El pasado nueve septiembre, la alta comisionada para los Derechos Humanos de las Naciones Unidas, Michelle Bachelet, en su actualización oral al informe que presentó en julio sobre la situación de los DDHH en Venezuela, ratificó que la situación de los mismos continúa afectando a millones de personas en este país e insistió en las recomendaciones de su oficina para superar tal situación.

Bachelet indicó en esa oportunidad que su oficina ha seguido documentando casos de posibles ejecuciones extrajudiciales cometidas por miembros de las Fuerzas de Acciones Especiales (FAES)de la Policía Nacional, y también de tortura y malos tratos a personas arbitrariamente privadas de libertad, así como su preocupación por la presencia de militares en el territorio del pueblo indígena pemón, la muerte de indígenas de la etnia warao, y por el impacto de la extracción de oro, diamantes, coltán y otros metales del Arco Minero del Orinoco.

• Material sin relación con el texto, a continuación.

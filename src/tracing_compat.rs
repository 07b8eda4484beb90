//! Optional tracing integration.
//!
//! With the `tracing-integration` feature enabled the logging macros used
//! across the crate are the `tracing` crate's own. Without it they expand to
//! nothing, so the instrumented hot path carries no logging cost at all.

#[cfg(feature = "tracing-integration")]
pub use tracing::{debug, error, info, trace, warn};

#[cfg(not(feature = "tracing-integration"))]
#[doc(hidden)]
#[macro_export]
macro_rules! __calltrace_log_noop {
    ($($tt:tt)*) => {{}};
}

#[cfg(not(feature = "tracing-integration"))]
pub use crate::__calltrace_log_noop as debug;
#[cfg(not(feature = "tracing-integration"))]
pub use crate::__calltrace_log_noop as error;
#[cfg(not(feature = "tracing-integration"))]
pub use crate::__calltrace_log_noop as info;
#[cfg(not(feature = "tracing-integration"))]
pub use crate::__calltrace_log_noop as trace;
#[cfg(not(feature = "tracing-integration"))]
pub use crate::__calltrace_log_noop as warn;
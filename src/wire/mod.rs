//! Metadata-disclosing stream format.
//!
//! Records reference symbols, metrics and templates by integer id. A writer
//! sends each definition once per disclosure scope, immediately before the
//! first record that needs it; a reader installs definitions as they arrive
//! and rejects references to anything not yet disclosed. A scope ends at
//! every handshake, so a rotated file or a new connection is self-contained.
//!
//! - [`format`]: Envelope, magic tags and record layout
//! - [`disclosure`]: Bit-vector backed "already sent" sets
//! - [`writer`]: [`TraceWriter`]
//! - [`reader`]: [`TraceReader`]

pub mod disclosure;
pub mod format;
pub mod reader;
pub mod writer;

pub use disclosure::{BitVector, Disclosure};
pub use format::{
    COMPRESSED_MAGIC, Framing, PLAIN_MAGIC, PROTOCOL_VERSION, WireException, WireFrame,
    WireHandshake, WireMarker, WirePerf, WireRecord, WireSample, WireTrace,
};
pub use reader::{MAX_STREAM_ID, TraceItem, TraceReader};
pub use writer::TraceWriter;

El documento original y la actualización mencionada han sido estudiadas por el Consejo de DDHH de las Naciones Unidas desde esa fecha en su actual período de sesiones (42), el cual culminará el 27 del presente mes y entonces se deberá tomar una decisión al respecto, que puede ir desde la conformación de una comisión de investigación o la designación de una relatoría especial para continuar con el monitoreo de los DDHH en Venezuela.